I’m sitting in a hotel room in O’Fallon, Missouri (or maybe it’s O’Fallon, Illinois… no one’s really sure) and I have so much going on in my head and I have so much going on in my heart and it’s been a long time since I’ve published a blog entry and I don’t even have a title in mind for this and I’m not even really sure what moved me to start typing, but I am. Maybe it’s just because music like Manchester Orchestra makes me want to express myself, or maybe it’s because, in 3 years of being on Wild Week staff, I’m pretty positive this is the first time I’ve ever been in a room by myself for more than 10 minutes at a time (that’s an exaggeration, but not much of one). Regardless of the inspiration or the motive, here I am, and this might get a little long… so strap in or head back to your newsfeed.

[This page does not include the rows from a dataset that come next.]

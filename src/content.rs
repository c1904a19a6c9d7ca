//! Fetches the configured site pages and turns them into chunked plain text.
//!
//! Every page is attempted exactly once; a failed fetch is skipped with a
//! warning and never aborts the batch. When no page yields any text the
//! bundle falls back to a built-in description of the site, so the prompt
//! context is never empty.

use chrono::{DateTime, Utc};
use reqwest::Client;
use scraper::{Html, Node};
use std::time::Duration;
use tracing::{debug, info, warn};

use crate::chunk::{self, Chunk, truncate_chars};
use crate::config::Config;

pub(crate) const FALLBACK_CONTENT: &str = "Datacrumbs is an educational platform \
offering bootcamps, courses, and mentorship in data science, data analytics, \
and artificial intelligence. Programs cover Python, SQL, machine learning, and \
business intelligence, with live classes and career support. Visit \
https://datacrumbs.org for program details, schedules, and enrollment.";

const FALLBACK_SOURCE: &str = "builtin:fallback";

/// Raw page text straight from one fetch, dropped after chunking.
#[derive(Debug, Clone)]
pub struct FetchedPage {
    pub url: String,
    pub raw_text: String,
    pub fetched_at: DateTime<Utc>,
}

/// Chunked site text cached for the lifetime of a session.
#[derive(Debug, Clone)]
pub struct ContentBundle {
    pub cache_key: String,
    pub chunks: Vec<Chunk>,
    pub from_fallback: bool,
}

impl ContentBundle {
    /// Join chunk texts into a single context block, capped at `cap` chars.
    pub fn context_text(&self, cap: usize) -> String {
        let mut out = String::new();
        for chunk in &self.chunks {
            if chunk.text.is_empty() {
                continue;
            }
            let candidate_len =
                out.chars().count() + if out.is_empty() { 0 } else { 2 } + chunk.text.chars().count();
            if !out.is_empty() {
                if candidate_len > cap {
                    break;
                }
                out.push_str("\n\n");
            }
            out.push_str(&chunk.text);
        }
        truncate_chars(&out, cap).to_string()
    }
}

/// Stable key for the memoized bundle, derived from the ordered URL set.
pub(crate) fn cache_key(urls: &[String]) -> String {
    urls.join("\n")
}

/// Fetch every configured page once and chunk whatever survived.
pub async fn acquire(client: &Client, cfg: &Config) -> ContentBundle {
    let mut chunks = Vec::new();

    for url in &cfg.source_urls {
        match fetch_page(client, url, cfg.fetch_timeout_secs, cfg.page_text_cap).await {
            Ok(page) => {
                debug!(
                    url = %page.url,
                    text_len = page.raw_text.len(),
                    "fetched source page"
                );
                if !page.raw_text.is_empty() {
                    chunks.extend(chunk::split(
                        &page.url,
                        &page.raw_text,
                        cfg.chunk_size,
                        cfg.chunk_overlap,
                    ));
                }
            }
            Err(err) => {
                warn!(url = %url, error = %err, "skipping source page after failed fetch");
            }
        }
    }

    let from_fallback = chunks.iter().all(|chunk| chunk.text.trim().is_empty());
    if from_fallback {
        warn!("no source page yielded text, using built-in fallback content");
        chunks = chunk::split(
            FALLBACK_SOURCE,
            FALLBACK_CONTENT,
            cfg.chunk_size,
            cfg.chunk_overlap,
        );
    }

    info!(
        source_count = cfg.source_urls.len(),
        chunk_count = chunks.len(),
        from_fallback,
        "content bundle ready"
    );

    ContentBundle {
        cache_key: cache_key(&cfg.source_urls),
        chunks,
        from_fallback,
    }
}

async fn fetch_page(
    client: &Client,
    url: &str,
    timeout_secs: u64,
    text_cap: usize,
) -> anyhow::Result<FetchedPage> {
    let response = client
        .get(url)
        .timeout(Duration::from_secs(timeout_secs))
        .send()
        .await?;

    let status = response.status();
    if !status.is_success() {
        anyhow::bail!("'{url}' returned status {status}");
    }

    let html = response.text().await?;
    let text = extract_text(&html);

    Ok(FetchedPage {
        url: url.to_string(),
        raw_text: truncate_chars(&text, text_cap).to_string(),
        fetched_at: Utc::now(),
    })
}

/// Extract visible text from an HTML document.
///
/// Walks the parsed tree depth-first, skipping subtrees that never render
/// (`script`, `style`, `noscript`, `template`, `head`), then collapses runs
/// of whitespace and drops blank lines.
pub(crate) fn extract_text(html: &str) -> String {
    let document = Html::parse_document(html);

    let mut raw = String::new();
    let mut stack = vec![document.tree.root()];
    while let Some(node) = stack.pop() {
        match node.value() {
            Node::Element(element) => {
                let name = element.name();
                if matches!(name, "script" | "style" | "noscript" | "template" | "head") {
                    continue;
                }
                let children: Vec<_> = node.children().collect();
                for child in children.into_iter().rev() {
                    stack.push(child);
                }
            }
            Node::Text(text) => {
                raw.push_str(&text.text);
                raw.push('\n');
            }
            _ => {
                let children: Vec<_> = node.children().collect();
                for child in children.into_iter().rev() {
                    stack.push(child);
                }
            }
        }
    }

    collapse_whitespace(&raw)
}

fn collapse_whitespace(raw: &str) -> String {
    let lines: Vec<String> = raw
        .lines()
        .map(|line| line.split_whitespace().collect::<Vec<_>>().join(" "))
        .filter(|line| !line.is_empty())
        .collect();
    lines.join("\n")
}
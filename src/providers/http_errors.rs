use reqwest::StatusCode;
use std::error::Error as StdError;
use std::io::ErrorKind;

use crate::providers::ModelError;

const BODY_SNIPPET_CHARS: usize = 200;

fn error_chain_has_timeout(err: &(dyn StdError + 'static)) -> bool {
    let mut current: Option<&(dyn StdError + 'static)> = Some(err);
    while let Some(source) = current {
        if let Some(io_err) = source.downcast_ref::<std::io::Error>()
            && io_err.kind() == ErrorKind::TimedOut
        {
            return true;
        }

        if source
            .to_string()
            .to_ascii_lowercase()
            .contains("timed out")
        {
            return true;
        }

        current = source.source();
    }

    false
}

/// Classify a transport-level failure from `reqwest` into a [`ModelError`].
pub(crate) fn classify_request_error(
    err: reqwest::Error,
    api_url: &str,
    timeout_secs: u64,
) -> ModelError {
    if err.is_timeout() || error_chain_has_timeout(&err) {
        return ModelError::Timeout(timeout_secs);
    }

    if err.is_connect() {
        return ModelError::Other(format!(
            "failed to connect to model API at '{api_url}': {err}"
        ));
    }

    ModelError::Other(format!("failed to call model API at '{api_url}': {err}"))
}

/// Classify a non-success HTTP status into a [`ModelError`].
///
/// 401/403 are authentication problems, 429 is quota/rate limiting;
/// everything else lands in the generic bucket with a short body snippet.
pub(crate) fn classify_status(status: StatusCode, body: &str, api_url: &str) -> ModelError {
    let snippet = crate::chunk::truncate_chars(body.trim(), BODY_SNIPPET_CHARS);

    match status {
        StatusCode::UNAUTHORIZED | StatusCode::FORBIDDEN => ModelError::Auth(format!(
            "status {status} from '{api_url}': {snippet}"
        )),
        StatusCode::TOO_MANY_REQUESTS => ModelError::Quota(format!(
            "status {status} from '{api_url}': {snippet}"
        )),
        _ => ModelError::Other(format!(
            "status {status} from '{api_url}': {snippet}"
        )),
    }
}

For anyone reading that doesn’t know – and, to be real, I can’t imagine anyone who would have been interested enough in my ramblings to click on this without knowing – I’ve been on the road with Wild Week for the last three weeks. I’ll be on the road with Wild Week for the next four weeks. In the last three weeks, I’ve seen God move in ways I never could’ve imagined, even having done this whole thing so many times already. In the last three weeks, I’ve encountered God in some pretty real ways – ways I’ve never experienced before. I guess there are some parallels between the life of a summer staff member and the way I’m talking about all this right now, and it really wasn’t my intention, but it can get a little repetitive sometimes. One week ends and the next week begins the same way the last one did – wash, rinse, repeat. That whole thing can wear a person down a little bit – having done something so many times that you think you should be able to do it in your sleep, but still somehow managing to hit snags and having to work out bugs every time. And sometimes I can get hung up on all that: the predictable events of the first and last days of the week. But it’s what happens in the time between all that that really has me here – really has us here and keeps a few of us coming back, even beyond the bounds of practicality in some cases. Here at camp, along the roads we ride and amongst all the thousands of faces with whom we’ll cross paths in one summer, we’re met with opportunity the likes of which I’ve never really been able to find anywhere else. Opportunities to minister and speak truth and love into the lives of people that really don’t get it anywhere else; opportunities to find God in places and in situations we might tend to look right passed in our lives at home; opportunities to grow and overcome adversity – spiritual, physical, mental, and emotional – and let God work through us. See, at camp, for whatever reason, it’s like we’re extra sensitive to God’s voice and the works of His hands. That’s probably the way it should be all the time, but, to me, it’s like the real world turns the volume down on me most of the time. And really, through whatever channel might be available, it’s like the real world is trying to turn the volume on me now, even while I’m here.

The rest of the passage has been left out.